■ PROBLEM TO SOLVE ■
Below are records. Copy every line with "Value" in it.

■ RECORDS FOR THIS TASK ■
use chrono::{DateTime, Utc};
use serde::{Deserialize, Serialize};
use uuid::Uuid;

#[derive(Debug, Clone, Copy, PartialEq, Eq, PartialOrd, Ord, Serialize, Deserialize, Default)]
#[serde(rename_all = "lowercase")]
pub enum NotificationPriority {
    Low,
    #[default]
    Normal,
    High,
    Urgent,
    Critical,
}

impl NotificationPriority {
    /// Fixed weight used for threshold comparisons.
    pub fn weight(&self) -> u8 {
        match self {
            NotificationPriority::Critical => 5,
            NotificationPriority::Urgent => 4,
            NotificationPriority::High => 3,
            NotificationPriority::Normal => 2,
            NotificationPriority::Low => 1,
        }
    }
}

impl std::fmt::Display for NotificationPriority {
    fn fmt(&self, f: &mut std::fmt::Formatter<'_>) -> std::fmt::Result {
        match self {
            NotificationPriority::Low => write!(f, "low"),
            NotificationPriority::Normal => write!(f, "normal"),
            NotificationPriority::High => write!(f, "high"),
            NotificationPriority::Urgent => write!(f, "urgent"),
            NotificationPriority::Critical => write!(f, "critical"),
        }
    }
}

impl std::str::FromStr for NotificationPriority {
    type Err = String;

    fn from_str(s: &str) -> Result<Self, Self::Err> {
        match s.to_lowercase().as_str() {
            "low" => Ok(NotificationPriority::Low),
            "normal" => Ok(NotificationPriority::Normal),
            "high" => Ok(NotificationPriority::High),
            "urgent" => Ok(NotificationPriority::Urgent),
            "critical" => Ok(NotificationPriority::Critical),
            _ => Err(format!("Invalid notification priority: {}", s)),
        }
    }
}

#[derive(Debug, Clone, Copy, PartialEq, Eq, Hash, Serialize, Deserialize)]
#[serde(rename_all = "kebab-case")]
pub enum NotificationType {
    EscalationAssigned,
    EscalationResolved,
    #[serde(rename = "meeting-reminder-1h")]
    MeetingReminder1h,
    #[serde(rename = "meeting-reminder-24h")]
    MeetingReminder24h,
    NewReply,
    BadgeEarned,
    PostUpdated,
    System,
}

impl NotificationType {
    /// Every type maps to exactly one priority.
    pub fn priority(&self) -> NotificationPriority {
        match self {
            NotificationType::EscalationAssigned => NotificationPriority::Critical,
            NotificationType::EscalationResolved => NotificationPriority::High,
            NotificationType::MeetingReminder1h => NotificationPriority::Urgent,
            NotificationType::MeetingReminder24h => NotificationPriority::Normal,
            NotificationType::NewReply => NotificationPriority::Normal,
            NotificationType::BadgeEarned => NotificationPriority::Low,
            NotificationType::PostUpdated => NotificationPriority::Low,
            NotificationType::System => NotificationPriority::Normal,
        }
    }

    /// Digest title templates: (singular, plural).
    pub fn digest_label(&self) -> (&'static str, &'static str) {
        match self {
            NotificationType::EscalationAssigned => ("escalation assigned", "escalations assigned"),
            NotificationType::EscalationResolved => ("escalation resolved", "escalations resolved"),
            NotificationType::MeetingReminder1h | NotificationType::MeetingReminder24h => {
                ("meeting reminder", "meeting reminders")
            }
            NotificationType::NewReply => ("new reply", "new replies"),
            NotificationType::BadgeEarned => ("badge earned", "badges earned"),
            NotificationType::PostUpdated => ("post updated", "posts updated"),
            NotificationType::System => ("system notice", "system notices"),
        }
    }
}

impl std::fmt::Display for NotificationType {
    fn fmt(&self, f: &mut std::fmt::Formatter<'_>) -> std::fmt::Result {
        match self {
            NotificationType::EscalationAssigned => write!(f, "escalation-assigned"),
            NotificationType::EscalationResolved => write!(f, "escalation-resolved"),
            NotificationType::MeetingReminder1h => write!(f, "meeting-reminder-1h"),
            NotificationType::MeetingReminder24h => write!(f, "meeting-reminder-24h"),
            NotificationType::NewReply => write!(f, "new-reply"),
            NotificationType::BadgeEarned => write!(f, "badge-earned"),
            NotificationType::PostUpdated => write!(f, "post-updated"),
            NotificationType::System => write!(f, "system"),
        }
    }
}

impl std::str::FromStr for NotificationType {
    type Err = String;

    fn from_str(s: &str) -> Result<Self, Self::Err> {
        match s.to_lowercase().replace('_', "-").as_str() {
            "escalation-assigned" => Ok(NotificationType::EscalationAssigned),
            "escalation-resolved" => Ok(NotificationType::EscalationResolved),
            "meeting-reminder-1h" => Ok(NotificationType::MeetingReminder1h),
            "meeting-reminder-24h" => Ok(NotificationType::MeetingReminder24h),
            "new-reply" => Ok(NotificationType::NewReply),
            "badge-earned" => Ok(NotificationType::BadgeEarned),
            "post-updated" => Ok(NotificationType::PostUpdated),
            "system" => Ok(NotificationType::System),
            _ => Err(format!("Invalid notification type: {}", s)),
        }
    }
}

#[derive(Debug, Clone, Serialize, Deserialize)]
pub struct NotificationEvent {
    pub id: Uuid,
    pub user_id: Uuid,
    #[serde(rename = "type")]
    pub kind: NotificationType,
    pub title: String,
    pub body: String,
    pub data: serde_json::Value,
    pub priority: NotificationPriority,
    /// True when delivery was deferred past creation time.
    pub scheduled: bool,
    pub read: bool,
    pub created_at: DateTime<Utc>,
}

impl NotificationEvent {
    pub fn new(
        user_id: Uuid,
        kind: NotificationType,
        title: String,
        body: String,
        data: serde_json::Value,
    ) -> Self {
        Self {
            id: Uuid::new_v4(),
            user_id,
            kind,
            title,
            body,
            data,
            priority: kind.priority(),
            scheduled: false,
            read: false,
            created_at: Utc::now(),
        }
    }
}

#[derive(Debug, Clone, Copy, PartialEq, Eq, Serialize, Deserialize)]
pub struct QuietHours {
    pub enabled: bool,
    pub start_hour: u32,
    pub end_hour: u32,
}

impl Default for QuietHours {
    fn default() -> Self {
        Self {
            enabled: true,
            start_hour: 22,
            end_hour: 7,
        }
    }
}

#[derive(Debug, Clone, Copy, PartialEq, Eq, Serialize, Deserialize, Default)]
#[serde(rename_all = "lowercase")]
pub enum DigestInterval {
    Hourly,
    #[default]
    Daily,
    Weekly,
}

impl std::fmt::Display for DigestInterval {
    fn fmt(&self, f: &mut std::fmt::Formatter<'_>) -> std::fmt::Result {
        match self {
            DigestInterval::Hourly => write!(f, "hourly"),
            DigestInterval::Daily => write!(f, "daily"),
            DigestInterval::Weekly => write!(f, "weekly"),
        }
    }
}

impl std::str::FromStr for DigestInterval {
    type Err = String;

    fn from_str(s: &str) -> Result<Self, Self::Err> {
        match s.to_lowercase().as_str() {
            "hourly" => Ok(DigestInterval::Hourly),
            "daily" => Ok(DigestInterval::Daily),
            "weekly" => Ok(DigestInterval::Weekly),
            _ => Err(format!("Invalid digest interval: {}", s)),
        }
    }
}

#[derive(Debug, Clone, Serialize, Deserialize)]
pub struct NotificationPreferences {
    pub user_id: Uuid,
    pub quiet_hours: QuietHours,
    pub priority_threshold: NotificationPriority,
    pub grouping_enabled: bool,
    pub smart_timing_enabled: bool,
    pub digest_enabled: bool,
    pub digest_interval: DigestInterval,
}

impl NotificationPreferences {
    /// Defaults applied for users who never saved preferences.
    pub fn default_for(user_id: Uuid) -> Self {
        Self {
            user_id,
            quiet_hours: QuietHours::default(),
            priority_threshold: NotificationPriority::Normal,
            grouping_enabled: true,
            smart_timing_enabled: true,
            digest_enabled: false,
            digest_interval: DigestInterval::Daily,
        }
    }
}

■ ANSWER BOX ■
    pub data: serde_json::Value,
        data: serde_json::Value,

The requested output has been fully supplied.